Si le projet Kilopower a officiellement démarré en 2015, ses architectes ont prouvé le concept de base en 2012, via une expérience appelée Demonstration Using Flattop Fissions – DUFF. L’ensemble du dispositif pour les voyages spatiaux a été conçu en mars 2018 sous le nom de KRUSTY (Kilopower Reactor Using Stirling Technology).

« Le réacteur permet de convertir 30 % de la chaleur de fission en électricité », affirme fièrement Patrick McClure, responsable du projet au Département de l’énergie (DOE) du Los Alamos National Laboratory (Nouveau-Mexique) – contre 7 % de chaleur disponible avec les GTR.

McClure souligne que « les réacteurs Kilopower seront sûrs ». En effet, le réacteur s’autorégule : si la température s’emballe, le combustible perd sa masse critique et la réaction s’arrête.
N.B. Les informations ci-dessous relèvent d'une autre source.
//! Built executables and lifecycle bundles, keyed by component name.

use std::collections::BTreeMap;
use std::fs;
use std::path::{Path, PathBuf};

use serde::{Deserialize, Serialize};

use crate::error::WorldError;

/// Component name to executable path.
#[derive(Debug, Clone, Default, PartialEq, Eq, Serialize, Deserialize)]
#[serde(transparent)]
pub struct BuiltExecutables(BTreeMap<String, PathBuf>);

impl BuiltExecutables {
    pub fn new() -> Self {
        Self::default()
    }

    pub fn insert(&mut self, name: impl Into<String>, path: impl Into<PathBuf>) {
        self.0.insert(name.into(), path.into());
    }

    /// Path of a component's executable, or an error naming it.
    pub fn get(&self, name: &str) -> Result<&Path, WorldError> {
        self.0
            .get(name)
            .map(PathBuf::as_path)
            .ok_or_else(|| WorldError::MissingExecutable(name.to_string()))
    }

    pub fn contains(&self, name: &str) -> bool {
        self.0.contains_key(name)
    }

    pub fn names(&self) -> impl Iterator<Item = &str> {
        self.0.keys().map(String::as_str)
    }
}

/// Lifecycle name to `.tgz` path.
#[derive(Debug, Clone, Default, PartialEq, Eq, Serialize, Deserialize)]
#[serde(transparent)]
pub struct BuiltLifecycles(BTreeMap<String, PathBuf>);

impl BuiltLifecycles {
    pub fn new() -> Self {
        Self::default()
    }

    pub fn insert(&mut self, name: impl Into<String>, path: impl Into<PathBuf>) {
        self.0.insert(name.into(), path.into());
    }

    pub fn get(&self, name: &str) -> Option<&Path> {
        self.0.get(name).map(PathBuf::as_path)
    }

    pub fn iter(&self) -> impl Iterator<Item = (&str, &Path)> {
        self.0.iter().map(|(k, v)| (k.as_str(), v.as_path()))
    }
}

/// Everything a component maker launches from.
#[derive(Debug, Clone, Default, PartialEq, Eq, Serialize, Deserialize)]
pub struct BuiltArtifacts {
    pub executables: BuiltExecutables,
    pub lifecycles: BuiltLifecycles,
    /// Directory holding the `healthcheck` binary, when built.
    #[serde(default, skip_serializing_if = "Option::is_none")]
    pub healthcheck: Option<PathBuf>,
}

impl BuiltArtifacts {
    pub fn load(path: impl AsRef<Path>) -> Result<Self, WorldError> {
        let contents = fs::read(path)?;
        Ok(serde_json::from_slice(&contents)?)
    }

    pub fn save(&self, path: impl AsRef<Path>) -> Result<(), WorldError> {
        fs::write(path, serde_json::to_vec_pretty(self)?)?;
        Ok(())
    }
}
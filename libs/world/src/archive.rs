use std::fs::File;
use std::path::Path;

use flate2::write::GzEncoder;
use flate2::Compression;

use crate::error::WorldError;

/// Write a gzipped tarball holding `entries` as `(name in archive, file on disk)`.
pub fn write_tgz<P: AsRef<Path>>(dest: &Path, entries: &[(&str, P)]) -> Result<(), WorldError> {
    let file = File::create(dest)?;
    let mut builder = tar::Builder::new(GzEncoder::new(file, Compression::default()));

    for (name, path) in entries {
        builder.append_path_with_name(path.as_ref(), name)?;
    }

    builder.into_inner()?.finish()?;
    Ok(())
}
/// Check the environment printed over SSH belongs to instance 0 of `app_name`.
pub fn check_ssh_env(output: &str, app_name: &str) -> Result<(), SuiteError> {
    let application = Regex::new(&format!(
        r#"VCAP_APPLICATION=.*"application_name":"{}""#,
        regex::escape(app_name)
    ))
    .map_err(|e| SuiteError::Expectation(e.to_string()))?;

    if !application.is_match(output) {
        return Err(SuiteError::Expectation(format!(
            "ssh session is not inside {app_name}"
        )));
    }
    if !output.contains("INSTANCE_INDEX=0") {
        return Err(SuiteError::Expectation(
            "ssh session is not on instance 0".to_string(),
        ));
    }
    Ok(())
}

/// Push an app, ssh into it and delete it again.
pub async fn smoke_test(cf: &Cf) -> Result<(), SuiteError> {
    let app = CfApp::new("smoke-test");
    let result = match app.push(cf).await {
        Ok(()) => app.verify_ssh(cf).await,
        Err(e) => Err(e),
    };
    let destroyed = app.destroy(cf).await;
    result.and(destroyed)
}

/// Push `app`, scale it to `instances` and poll it until `until` resolves,
/// then delete it.
///
/// Meant to run while a BOSH deployment is upgraded out of band: the app
/// must keep answering for the whole upgrade.
pub async fn watch_app(
    cf: &Cf,
    app: &CfApp,
    instances: u32,
    until: impl Future<Output = ()>,
) -> Result<(), SuiteError> {
    let watched = async {
        app.push(cf).await?;
        app.scale(cf, instances).await?;

        let runner = app.poller().boxed();
        let poller = invoke(runner).await?;
        info!(app = %app.app_name, instances, "polling app");

        let outcome = tokio::select! {
            _ = until => Ok(()),
            exited = poller.wait() => Err(SuiteError::PollerExited {
                name: poller.name().to_string(),
                cause: match exited {
                    Ok(()) => "exited without being signalled".to_string(),
                    Err(e) => e.to_string(),
                },
            }),
        };
        interrupt(&poller, POLLER_STOP_TIMEOUT).await?;
        outcome
    };

    let result = watched.await;
    let destroyed = app.destroy(cf).await;
    result.and(destroyed)
}

/// Curls a pushed app until signalled. See [`watch_app`].
pub struct AppPoller {
    app: CfApp,
    interval: Duration,
}

impl AppPoller {
    pub fn with_interval(mut self, interval: Duration) -> Self {
        self.interval = interval;
        self
    }

    pub fn boxed(self) -> Box<dyn Runner> {
        Box::new(self)
    }

    async fn poll(&self) -> Result<(), SuiteError> {
        self.app.curl("id").await?;
        tokio::time::sleep(self.interval).await;
        Ok(())
    }
}

#[async_trait]
impl Runner for AppPoller {
    fn name(&self) -> &str {
        "app-poller"
    }

    async fn run(self: Box<Self>, mut signals: Signals, ready: Ready) -> Result<(), RunError> {
        ready.signal();

        loop {
            tokio::select! {
                biased;
                _ = signals.recv() => return Ok(()),
                polled = self.poll() => {
                    if let Err(e) = polled {
                        return Err(RunError::failed(format!("polling test app failed: {e}")));
                    }
                }
            }
        }
    }
}
//! Rendering configs as command-line flags for the GA release.
//!
//! Each field becomes `-lowerCamelName=value`. Null and empty values are
//! skipped, arrays repeat the flag per item and maps repeat it per entry as
//! `key:value`.

use serde_json::Value;

use super::ComponentConfig;
use crate::error::WorldError;

pub fn flags<C: ComponentConfig>(config: &C) -> Result<Vec<String>, WorldError> {
    let Value::Object(fields) = serde_json::to_value(config)? else {
        return Ok(Vec::new());
    };

    let mut flags = Vec::new();
    for (field, value) in fields {
        if C::FLAG_OMITTED.contains(&field.as_str()) {
            continue;
        }

        let name = C::FLAG_RENAMES
            .iter()
            .find(|(from, _)| *from == field)
            .map(|(_, to)| to.to_string())
            .unwrap_or_else(|| lower_camel(&field));

        match value {
            Value::Array(items) => {
                flags.extend(items.iter().filter_map(scalar).map(|v| format!("-{name}={v}")));
            }
            Value::Object(entries) => {
                for (key, value) in &entries {
                    if let Some(value) = scalar(value) {
                        flags.push(format!("-{name}={key}:{value}"));
                    }
                }
            }
            other => {
                if let Some(value) = scalar(&other) {
                    flags.push(format!("-{name}={value}"));
                }
            }
        }
    }

    Ok(flags)
}

fn scalar(value: &Value) -> Option<String> {
    match value {
        Value::String(s) if s.is_empty() => None,
        Value::String(s) => Some(s.clone()),
        Value::Bool(b) => Some(b.to_string()),
        Value::Number(n) => Some(n.to_string()),
        Value::Null | Value::Array(_) | Value::Object(_) => None,
    }
}

pub fn lower_camel(snake: &str) -> String {
    let mut out = String::with_capacity(snake.len());
    let mut upper = false;
    for c in snake.chars() {
        if c == '_' {
            upper = true;
        } else if upper {
            out.extend(c.to_uppercase());
            upper = false;
        } else {
            out.push(c);
        }
    }
    out
}
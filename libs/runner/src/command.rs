//! Runner that supervises an OS process.
//!
//! The child's stdout and stderr are read line by line. Every line goes to
//! the shared [`ComponentLog`] when one is attached, otherwise to the
//! tracing log at debug level. When a start marker is configured, the runner
//! becomes ready on the first line containing it.

use std::fs::{File, OpenOptions};
use std::io::Write;
use std::path::{Path, PathBuf};
use std::process::{ExitStatus, Stdio};
use std::sync::{Arc, Mutex};
use std::time::Duration;

use async_trait::async_trait;
use nix::sys::signal::kill;
use nix::unistd::Pid;
use tokio::io::{AsyncBufReadExt, AsyncRead, BufReader};
use tokio::process::{Child, Command};
use tokio::sync::mpsc;
use tracing::{debug, info, warn};

use crate::error::RunError;
use crate::process::{Ready, Runner, Signals};
use crate::signal::Signal;

/// Default time allowed for a start marker to appear.
pub const DEFAULT_START_TIMEOUT: Duration = Duration::from_secs(10);

/// Append-only file that collects the output of every component.
#[derive(Clone)]
pub struct ComponentLog {
    path: PathBuf,
    file: Arc<Mutex<File>>,
}

impl ComponentLog {
    /// Create (or truncate) the log file.
    pub fn create(path: impl AsRef<Path>) -> std::io::Result<Self> {
        let path = path.as_ref().to_path_buf();
        let file = OpenOptions::new()
            .create(true)
            .write(true)
            .truncate(true)
            .open(&path)?;

        Ok(Self {
            path,
            file: Arc::new(Mutex::new(file)),
        })
    }

    /// Path of the log file.
    pub fn path(&self) -> &Path {
        &self.path
    }

    fn write_line(&self, component: &str, stream: &str, line: &str) {
        if let Ok(mut file) = self.file.lock() {
            let _ = writeln!(file, "[{component}] [{stream}] {line}");
        }
    }
}

/// Description of a process to supervise.
#[derive(Debug, Clone)]
pub struct CommandSpec {
    pub name: String,
    pub program: PathBuf,
    pub args: Vec<String>,
    pub env: Vec<(String, String)>,
    pub current_dir: Option<PathBuf>,
    /// Output substring that marks the process as started.
    pub started_when: Option<String>,
    pub start_timeout: Duration,
}

impl CommandSpec {
    pub fn new(name: impl Into<String>, program: impl Into<PathBuf>) -> Self {
        Self {
            name: name.into(),
            program: program.into(),
            args: Vec::new(),
            env: Vec::new(),
            current_dir: None,
            started_when: None,
            start_timeout: DEFAULT_START_TIMEOUT,
        }
    }

    pub fn arg(mut self, arg: impl Into<String>) -> Self {
        self.args.push(arg.into());
        self
    }

    pub fn args<I, S>(mut self, args: I) -> Self
    where
        I: IntoIterator<Item = S>,
        S: Into<String>,
    {
        self.args.extend(args.into_iter().map(Into::into));
        self
    }

    pub fn env(mut self, key: impl Into<String>, value: impl Into<String>) -> Self {
        self.env.push((key.into(), value.into()));
        self
    }

    pub fn current_dir(mut self, dir: impl Into<PathBuf>) -> Self {
        self.current_dir = Some(dir.into());
        self
    }

    pub fn started_when(mut self, marker: impl Into<String>) -> Self {
        self.started_when = Some(marker.into());
        self
    }

    pub fn start_timeout(mut self, timeout: Duration) -> Self {
        self.start_timeout = timeout;
        self
    }
}

type Cleanup = Box<dyn FnOnce() + Send>;

/// Runner that spawns and supervises a [`CommandSpec`].
pub struct CommandRunner {
    spec: CommandSpec,
    log: Option<ComponentLog>,
    cleanup: Option<Cleanup>,
}

impl CommandRunner {
    pub fn new(spec: CommandSpec) -> Self {
        Self {
            spec,
            log: None,
            cleanup: None,
        }
    }

    /// Send output to a component log instead of the tracing log.
    pub fn with_log(mut self, log: Option<ComponentLog>) -> Self {
        self.log = log;
        self
    }

    /// Run `cleanup` once the process has exited.
    pub fn with_cleanup(mut self, cleanup: impl FnOnce() + Send + 'static) -> Self {
        self.cleanup = Some(Box::new(cleanup));
        self
    }

    pub fn spec(&self) -> &CommandSpec {
        &self.spec
    }

    pub fn boxed(self) -> Box<dyn Runner> {
        Box::new(self)
    }
}

enum Startup {
    Ready,
    Signalled(Signal),
    Exited(ExitStatus),
    TimedOut,
}

#[async_trait]
impl Runner for CommandRunner {
    fn name(&self) -> &str {
        &self.spec.name
    }

    async fn run(self: Box<Self>, mut signals: Signals, ready: Ready) -> Result<(), RunError> {
        let CommandRunner { spec, log, cleanup } = *self;

        let mut command = Command::new(&spec.program);
        command
            .args(&spec.args)
            .envs(spec.env.iter().map(|(k, v)| (k, v)))
            .stdin(Stdio::null())
            .stdout(Stdio::piped())
            .stderr(Stdio::piped())
            .kill_on_drop(true);
        if let Some(dir) = &spec.current_dir {
            command.current_dir(dir);
        }

        let mut child = command.spawn().map_err(|source| RunError::Spawn {
            name: spec.name.clone(),
            program: spec.program.display().to_string(),
            source,
        })?;
        let pid = child.id().map(|id| Pid::from_raw(id as i32));
        info!(component = %spec.name, pid = ?pid, program = %spec.program.display(), "spawned");

        let (marker_tx, mut marker_rx) = mpsc::channel::<()>(1);
        if let Some(stdout) = child.stdout.take() {
            pump_output(&spec, "stdout", stdout, log.clone(), marker_tx.clone());
        }
        if let Some(stderr) = child.stderr.take() {
            pump_output(&spec, "stderr", stderr, log.clone(), marker_tx.clone());
        }
        drop(marker_tx);

        let startup = if spec.started_when.is_none() {
            Startup::Ready
        } else {
            let deadline = tokio::time::sleep(spec.start_timeout);
            tokio::pin!(deadline);

            tokio::select! {
                Some(()) = marker_rx.recv() => Startup::Ready,
                status = child.wait() => Startup::Exited(status?),
                signal = signals.recv() => Startup::Signalled(signal),
                _ = &mut deadline => Startup::TimedOut,
            }
        };

        let result = match startup {
            Startup::Ready => {
                ready.signal();
                supervise(&spec, &mut child, pid, &mut signals).await
            }
            Startup::Signalled(signal) => {
                forward(&spec.name, pid, signal);
                child.wait().await?;
                Ok(())
            }
            Startup::Exited(status) => Err(RunError::ExitedBeforeReady {
                name: spec.name.clone(),
                cause: status.to_string(),
            }),
            Startup::TimedOut => {
                forward(&spec.name, pid, Signal::Kill);
                let _ = child.wait().await;
                Err(RunError::StartTimeout {
                    name: spec.name.clone(),
                    timeout: spec.start_timeout,
                })
            }
        };

        if let Some(cleanup) = cleanup {
            cleanup();
        }

        result
    }
}

/// Wait for exit, forwarding signals. Any exit after a forwarded signal is clean.
async fn supervise(
    spec: &CommandSpec,
    child: &mut Child,
    pid: Option<Pid>,
    signals: &mut Signals,
) -> Result<(), RunError> {
    let mut signalled = false;

    let status = loop {
        tokio::select! {
            status = child.wait() => break status?,
            signal = signals.recv() => {
                signalled = true;
                forward(&spec.name, pid, signal);
            }
        }
    };

    info!(component = %spec.name, %status, signalled, "exited");

    if signalled || status.success() {
        Ok(())
    } else {
        Err(RunError::ExitStatus {
            name: spec.name.clone(),
            status: status.to_string(),
        })
    }
}

fn forward(name: &str, pid: Option<Pid>, signal: Signal) {
    let Some(pid) = pid else {
        return;
    };

    debug!(component = %name, %signal, "forwarding signal");
    if let Err(e) = kill(pid, signal.as_nix()) {
        warn!(component = %name, %signal, error = %e, "failed to signal process");
    }
}

fn pump_output<R>(
    spec: &CommandSpec,
    stream: &'static str,
    reader: R,
    log: Option<ComponentLog>,
    marker_tx: mpsc::Sender<()>,
) where
    R: AsyncRead + Unpin + Send + 'static,
{
    let name = spec.name.clone();
    let marker = spec.started_when.clone();

    tokio::spawn(async move {
        let mut lines = BufReader::new(reader).lines();
        while let Ok(Some(line)) = lines.next_line().await {
            match &log {
                Some(log) => log.write_line(&name, stream, &line),
                None => debug!(component = %name, stream, "{line}"),
            }

            if marker.as_deref().is_some_and(|m| line.contains(m)) {
                let _ = marker_tx.try_send(());
            }
        }
    });
}
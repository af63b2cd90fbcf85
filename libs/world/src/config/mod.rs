//! Configuration models for the orchestrated components.
//!
//! Newer releases read a JSON file passed with `-config`; the GA release
//! takes one command-line flag per setting (see [`legacy`]).

pub mod diego;
pub mod legacy;
pub mod plumbing;

use serde::{Deserialize, Serialize};

pub use diego::{
    AuctioneerConfig, BbsConfig, LocketConfig, RepConfig, RouteEmitterConfig, SshProxyConfig,
};
pub use plumbing::{ConsulConfig, FileServerConfig, GardenConfig, RouterConfig};

/// A configuration that can be rendered as a JSON file or as legacy flags.
pub trait ComponentConfig: Serialize {
    /// Fields whose flag name is not the lowerCamel form of the field name.
    const FLAG_RENAMES: &'static [(&'static str, &'static str)] = &[];

    /// Fields the flag-configured release does not accept.
    const FLAG_OMITTED: &'static [&'static str] = &[];
}

/// Connection to the locket server shared by every locket client.
#[derive(Debug, Clone, Default, PartialEq, Eq, Serialize, Deserialize)]
pub struct ClientLocketConfig {
    /// Empty disables locket for the client.
    pub locket_address: String,
    pub locket_ca_cert_file: String,
    pub locket_client_cert_file: String,
    pub locket_client_key_file: String,
}
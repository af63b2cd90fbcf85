//! dusts - upgrade stability scenarios for a diego deployment.
//!
//! Suite configuration comes from the environment, see `SuiteConfig::from_env`.

use anyhow::Result;
use clap::Parser;
use tracing_subscriber::{layer::SubscriberExt, util::SubscriberInitExt, EnvFilter};

mod commands;
mod error;

use commands::Cli;

/// Log filter used when `RUST_LOG` is unset.
const LOG_LEVEL_VAR: &str = "DUSTS_LOG_LEVEL";

#[tokio::main]
async fn main() -> Result<()> {
    let cli = Cli::parse();

    tracing_subscriber::registry()
        .with(EnvFilter::try_from_default_env().unwrap_or_else(|_| {
            std::env::var(LOG_LEVEL_VAR)
                .ok()
                .and_then(|level| EnvFilter::try_new(level).ok())
                .unwrap_or_else(|| "info".into())
        }))
        .with(tracing_subscriber::fmt::layer().json())
        .init();

    if let Err(e) = cli.run().await {
        error::print_error(&e);
        std::process::exit(1);
    }

    Ok(())
}
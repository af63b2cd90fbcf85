//! Throwaway certificate authority for mutual TLS between components.

use std::fs;
use std::path::{Path, PathBuf};

use rcgen::{
    BasicConstraints, Certificate, CertificateParams, DnType, DistinguishedName, IsCa, KeyPair,
};
use serde::{Deserialize, Serialize};
use tracing::debug;

use crate::error::WorldError;

/// A CA whose key and certificate live in a depot directory.
pub struct CertAuthority {
    depot: PathBuf,
    ca_cert: Certificate,
    ca_key: KeyPair,
    ca_cert_path: PathBuf,
}

impl CertAuthority {
    /// Generate a CA and write `{name}.crt` / `{name}.key` into `depot`.
    pub fn new(depot: impl AsRef<Path>, name: &str) -> Result<Self, WorldError> {
        let depot = depot.as_ref().to_path_buf();
        fs::create_dir_all(&depot)?;

        let mut params = CertificateParams::new(Vec::<String>::new())?;
        params.distinguished_name = distinguished_name(name);
        params.is_ca = IsCa::Ca(BasicConstraints::Unconstrained);

        let ca_key = KeyPair::generate()?;
        let ca_cert = params.self_signed(&ca_key)?;

        let ca_cert_path = depot.join(format!("{name}.crt"));
        fs::write(&ca_cert_path, ca_cert.pem())?;
        fs::write(depot.join(format!("{name}.key")), ca_key.serialize_pem())?;

        debug!(depot = %depot.display(), name, "certificate authority created");

        Ok(Self {
            depot,
            ca_cert,
            ca_key,
            ca_cert_path,
        })
    }

    /// Issue a key pair signed by this CA. Returns `(key_path, cert_path)`.
    ///
    /// Subject alternative names that parse as IP addresses become IP SANs.
    pub fn generate_pem_files(
        &self,
        name: &str,
        common_name: &str,
        sans: &[&str],
    ) -> Result<(PathBuf, PathBuf), WorldError> {
        let sans: Vec<String> = sans.iter().map(|s| s.to_string()).collect();
        let mut params = CertificateParams::new(sans)?;
        params.distinguished_name = distinguished_name(common_name);

        let key = KeyPair::generate()?;
        let cert = params.signed_by(&key, &self.ca_cert, &self.ca_key)?;

        let key_path = self.depot.join(format!("{name}.key"));
        let cert_path = self.depot.join(format!("{name}.crt"));
        fs::write(&key_path, key.serialize_pem())?;
        fs::write(&cert_path, cert.pem())?;

        Ok((key_path, cert_path))
    }

    /// Path of the CA certificate.
    pub fn ca_cert_path(&self) -> &Path {
        &self.ca_cert_path
    }

    pub fn depot(&self) -> &Path {
        &self.depot
    }
}

impl std::fmt::Debug for CertAuthority {
    fn fmt(&self, f: &mut std::fmt::Formatter<'_>) -> std::fmt::Result {
        f.debug_struct("CertAuthority")
            .field("depot", &self.depot)
            .field("ca_cert_path", &self.ca_cert_path)
            .finish_non_exhaustive()
    }
}

fn distinguished_name(common_name: &str) -> DistinguishedName {
    let mut dn = DistinguishedName::new();
    dn.push(DnType::CommonName, common_name);
    dn
}

/// TLS material a BBS client needs, handed to the acceptance suite.
#[derive(Debug, Clone, PartialEq, Eq, Serialize, Deserialize)]
pub struct SslConfig {
    pub server_cert: PathBuf,
    pub server_key: PathBuf,
    pub client_cert: PathBuf,
    pub client_key: PathBuf,
    pub ca_cert: PathBuf,
}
De plus, les modules en question ne seront pas activés avant d’être installés dans l’espace, il n’y aura donc aucune menace d’exposition à des rayonnements dangereux, même en cas de problème majeur avec les fusées.

A l’heure actuelle, Kilopower est le premier concept réellement novateur en matière de réacteur à fission à utilisation spatiale, mis au point aux États-Unis au cours de ces 40 dernières années. Comme quoi les chercheurs du public ne sont pas forcément moins novateurs que ceux du privé, comme certains le prétendent.

La démonstration spatiale dont Kilopower aura immédiatement besoin n’est pas encore prévue pour le moment. Cependant, il arrive au bon moment. Car s’il est choisi par les grandes agences spatiales mondiales pour les vols habités vers lesquels s’orientent les grandes nations, il permettra enfin de concrétiser réellement ce qui, autrement, ne resterait fatalement qu’un beau rêve.